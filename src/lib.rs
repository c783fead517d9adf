#![cfg_attr(not(feature = "std"), no_std)]
#![doc = include_str!("../README.md")]

//! # Core Concepts
//!
//! - **`WatchFace`**: one face session owning the digit slots, beam curtains, progress bar and minute timeline
//! - **`SlotSequence`** / **`Stage`**: a declarative chain of linear motions for one slot value
//! - **`SlotSequencer`**: drives a slot through a sequence; starting a new one supersedes the old
//! - **`Choreography`**: tunable durations and delays of the minute-rollover burst
//! - **`TickScheduler`**: paces the once-per-second update while the face is interactive
//! - **`WallClock`** / **`ClockSample`**: calendar time in the device's current zone
//! - **`TimeSource`** / **`Millis`**: monotonic milliseconds for frame timing
//! - **`RenderSink`**: trait to implement for your drawing surface
//! - **`FontMetrics`** / **`Layout`**: measured glyph advances and the derived pixel placement
//!
//! All drawing uses `palette::Srgb` (0.0-1.0 range) colors. Concealed digits
//! are painted in [`COLOR_BACKGROUND`] so the value swap happens while the
//! glyph is off-screen.

// Re-export Srgb from palette for user convenience
pub use palette::Srgb;

pub mod clock;
pub mod face;
pub mod layout;
pub mod render;
pub mod rollover;
pub mod scheduler;
pub mod sequence;
pub mod sequencer;
pub mod time;

#[cfg(feature = "std")]
pub use clock::SystemClock;
pub use clock::{ClockSample, WallClock, Weekday};
pub use face::{BeamSlot, Choreography, DigitSlot, WatchFace};
pub use layout::{FontMetrics, Layout, NUM_DIGITS, Rect};
pub use render::{RenderSink, TextRole};
pub use rollover::digits_that_will_change;
pub use scheduler::{TICK_PERIOD_MS, TickScheduler};
pub use sequence::{MAX_STAGES, SequenceBuilder, SequenceError, SlotSequence, Stage};
pub use sequencer::{ServiceTiming, SlotSequencer};
#[cfg(feature = "std")]
pub use time::StdTimeSource;
pub use time::{Millis, TimeSource};

/// Color of the time glyphs, beam curtains and progress bar.
pub const COLOR_TIME: Srgb = Srgb::new(1.0, 1.0, 1.0);

/// Slightly dimmed color of the date line.
pub const COLOR_DATE: Srgb = Srgb::new(0.78, 0.78, 0.78);

/// Background fill; concealed digits are painted with it.
pub const COLOR_BACKGROUND: Srgb = Srgb::new(0.0, 0.0, 0.0);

════

What belongs in the answer is each line of the listing that contains the word "SlotSequencer".

▸ EXERCISE ANSWER
//! - **`SlotSequencer`**: drives a slot through a sequence; starting a new one supersedes the old
pub use sequencer::{ServiceTiming, SlotSequencer};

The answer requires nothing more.